AIM OF THE TASK
In the material below, the lines from the one containing "pub mod auth;" through the one containing "use crate::validation::MAX_IMAGE_BYTES;" are to be given again exactly, ends included, and no others.

THE DATA

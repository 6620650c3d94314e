pub mod assets;
pub mod auth;
pub mod home;
pub mod media;
pub mod pages;
pub mod posts;
pub mod profile;
pub mod saved;
pub mod upload;
pub mod views;

use axum::extract::DefaultBodyLimit;
use axum::routing::get;
use axum::{middleware, Router};
use tower_http::trace::TraceLayer;

use crate::auth::guard;
use crate::state::AppState;
use crate::validation::MAX_IMAGE_BYTES;

/// Room for one maximum-size image plus the rest of the form.
const BODY_LIMIT: usize = MAX_IMAGE_BYTES + 1024 * 1024;

/// The whole site.
pub fn app(state: AppState) -> Router {
    Router::new()
        .route("/", get(home::index))
        .route("/unauthorized", get(pages::unauthorized))
        .route("/assets/{*path}", get(assets::serve))
        .route("/storage/{bucket}/{*path}", get(media::serve))
        .merge(auth::router())
        .merge(posts::router())
        .merge(saved::router())
        .merge(profile::router())
        .fallback(pages::not_found)
        .layer(middleware::from_fn_with_state(state.clone(), guard::protect))
        .layer(DefaultBodyLimit::max(BODY_LIMIT))
        .layer(TraceLayer::new_for_http())
        .with_state(state)
}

RESPONSE TO THIS TASK
pub mod auth;
pub mod home;
pub mod media;
pub mod pages;
pub mod posts;
pub mod profile;
pub mod saved;
pub mod upload;
pub mod views;

use axum::extract::DefaultBodyLimit;
use axum::routing::get;
use axum::{middleware, Router};
use tower_http::trace::TraceLayer;

use crate::auth::guard;
use crate::state::AppState;
use crate::validation::MAX_IMAGE_BYTES;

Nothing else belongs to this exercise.